= Maria Spencer =

Petroleum geologist

Maria Spencer was a petroleum geologist. She attended the University of Oklahoma, where she obtained her master's degree in 1930. After graduating, Maria became a district geologist during the second World War. She worked in several locations throughout her career, such as Dallas, Oklahoma, California, Calgary, Amarillo, and Los Angeles, but most of her work was based out of Midland, Texas. In Midland, Spencer was a part of the Midland One project, which was a well sitting job and doing tests on wildcat wells. From there, she moved to work on Andros in the Bahamas, where she developed the Bahamas Deep Test, which focused mostly on strati-graphic testing.

==Bahamas Deep Test==

On April 13, 1946, Maria Spencer traveled to the Bahamas to begin her work in Andros, conducting strati-graphic testing on the land.

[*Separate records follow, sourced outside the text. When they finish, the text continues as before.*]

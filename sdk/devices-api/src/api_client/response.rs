use common::HttpStatusCode;

use reqwest::header::HeaderMap;

/// Undecoded response, as read off the wire.
#[derive(Debug, Clone)]
pub struct RawResponse {
    pub status: HttpStatusCode,
    pub reason: Option<String>,
    pub headers: HeaderMap,
    pub body: Vec<u8>,
}

impl RawResponse {
    pub(crate) async fn read(response: reqwest::Response) -> Result<Self, reqwest::Error> {
        let status = response.status();
        let headers = response.headers().clone();
        let body = response.bytes().await?.to_vec();

        Ok(Self {
            status: HttpStatusCode(status.as_u16()),
            reason: status.canonical_reason().map(str::to_string),
            headers,
            body,
        })
    }

    pub fn text(&self) -> String {
        String::from_utf8_lossy(&self.body).into_owned()
    }
}

/// Decoded result together with the status and headers it arrived with.
#[derive(Debug, Clone)]
pub struct ApiResponse<T> {
    pub status: HttpStatusCode,
    pub headers: HeaderMap,
    pub data: T,
}
//! Per-field metadata a model declares about itself.

/// Expected JSON shape of a field.
#[derive(Debug, Clone, Copy)]
pub enum FieldKind {
    String,
    Integer,
    /// Any JSON number; integers are accepted.
    Number,
    Boolean,
    /// Free-form JSON object.
    Object,
    /// Anything, including nested arrays of mixed kinds.
    Any,
    /// String restricted to the listed values.
    Enum(&'static [&'static str]),
    Array(&'static FieldKind),
    Model(&'static ModelSpec),
}

impl FieldKind {
    pub fn describe(&self) -> String {
        match self {
            FieldKind::String => String::from("string"),
            FieldKind::Integer => String::from("integer"),
            FieldKind::Number => String::from("number"),
            FieldKind::Boolean => String::from("boolean"),
            FieldKind::Object => String::from("object"),
            FieldKind::Any => String::from("any"),
            FieldKind::Enum(_) => String::from("string (enum)"),
            FieldKind::Array(inner) => format!("array of {}", inner.describe()),
            FieldKind::Model(spec) => spec.name.to_string(),
        }
    }
}

/// Which direction a field travels.
#[derive(Debug, Clone, Copy, PartialEq, Eq)]
pub enum FieldAccess {
    ReadWrite,
    /// Set by the server; never sent in a request body.
    ReadOnly,
    /// Sent by the client; dropped when decoding a response.
    WriteOnly,
}

#[derive(Debug, Clone, Copy)]
pub struct FieldSpec {
    pub name: &'static str,
    pub kind: FieldKind,
    pub required: bool,
    pub nullable: bool,
    pub access: FieldAccess,
}

impl FieldSpec {
    pub const fn required(name: &'static str, kind: FieldKind) -> Self {
        Self {
            name,
            kind,
            required: true,
            nullable: false,
            access: FieldAccess::ReadWrite,
        }
    }

    pub const fn optional(name: &'static str, kind: FieldKind) -> Self {
        Self {
            name,
            kind,
            required: false,
            nullable: false,
            access: FieldAccess::ReadWrite,
        }
    }

    pub const fn nullable(mut self) -> Self {
        self.nullable = true;
        self
    }

    pub const fn read_only(mut self) -> Self {
        self.access = FieldAccess::ReadOnly;
        self
    }

    pub const fn write_only(mut self) -> Self {
        self.access = FieldAccess::WriteOnly;
        self
    }
}

/// Name plus ordered field list of one model.
#[derive(Debug, Clone, Copy)]
pub struct ModelSpec {
    pub name: &'static str,
    pub fields: &'static [FieldSpec],
}

impl ModelSpec {
    pub const fn new(name: &'static str, fields: &'static [FieldSpec]) -> Self {
        Self { name, fields }
    }
}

This testing was done at a location off of the eastern shore, approximately 7 miles inland. This location was picked specifically due to the lack of influence from the talus deposits that were built out from the reef, as well as minimal movement from the reef front’s tectonic waves. This included possible slumping of the land and movement in the layers of the earth. In other words, it was the most stable place to do the testing.  It was noted that this location was also chosen because it allowed a complete penetration, which allowed for uncomplicated data extraction. This location yielded inconclusive geological and geophysical data at the time of its selection.

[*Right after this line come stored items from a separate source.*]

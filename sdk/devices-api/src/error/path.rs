use std::fmt::{Display, Formatter, Result as FormatResult};

/// One step into a decoded JSON document.
#[derive(Debug, Clone, PartialEq, Eq)]
pub enum PathItem {
    Key(String),
    Index(usize),
}

/// Location of the offending item inside a payload, e.g. `['devices'][2]['status']`.
#[derive(Debug, Clone, Default, PartialEq, Eq)]
pub struct ItemPath(Vec<PathItem>);

impl ItemPath {
    pub fn root() -> Self {
        Self(Vec::new())
    }

    pub fn key(&self, key: impl Into<String>) -> Self {
        let mut items = self.0.clone();
        items.push(PathItem::Key(key.into()));
        Self(items)
    }

    pub fn index(&self, index: usize) -> Self {
        let mut items = self.0.clone();
        items.push(PathItem::Index(index));
        Self(items)
    }

    pub fn items(&self) -> &[PathItem] {
        &self.0
    }

    pub fn is_empty(&self) -> bool {
        self.0.is_empty()
    }

    /// `['field'][0]` form, empty string at the root.
    pub fn render(&self) -> String {
        self.0
            .iter()
            .map(|item| match item {
                PathItem::Key(key) => format!("['{key}']"),
                PathItem::Index(index) => format!("[{index}]"),
            })
            .collect()
    }
}

impl From<Vec<PathItem>> for ItemPath {
    fn from(items: Vec<PathItem>) -> Self {
        Self(items)
    }
}

// Renders as a suffix so error messages read "... at ['field']" or nothing.
impl Display for ItemPath {
    fn fmt(&self, formatter: &mut Formatter<'_>) -> FormatResult {
        if self.is_empty() {
            Ok(())
        } else {
            write!(formatter, " at {}", self.render())
        }
    }
}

The testing continued until April 1, 1947, almost a year after the start date, reaching a depth of 14,585 ft. From this analysis, gas and oil were not found in a sufficient form. This experimental discovery paved the way for new understandings of late Cretaceous period strata. Because the depth reached was insufficient to analyze early Cretaceous strata, Maria compared it to that of strata samples taken southern Florida. It was concluded that the Cretaceous strata in Andros No. 1 consisted of small traces of anhydrite, as well as crystalline dolomite and dolomite limestone. In southern Florida, the composition of strata was anhydrite, with interbred dolomite and fossiliferous chalky limestone. One of the major differences in the strata samples from each location was the difference in the porousness of each layer. It was observed that there were minor signs of poorly developed porosity in the Florida sample, while the sample collected in Andros No. 1 showed large, thick areas of well-developed porosity.

This information allowed geologists to conclude that at approximately 14,500 ft., the well in Andros no. 1 would have reached the Early Cretaceous strata.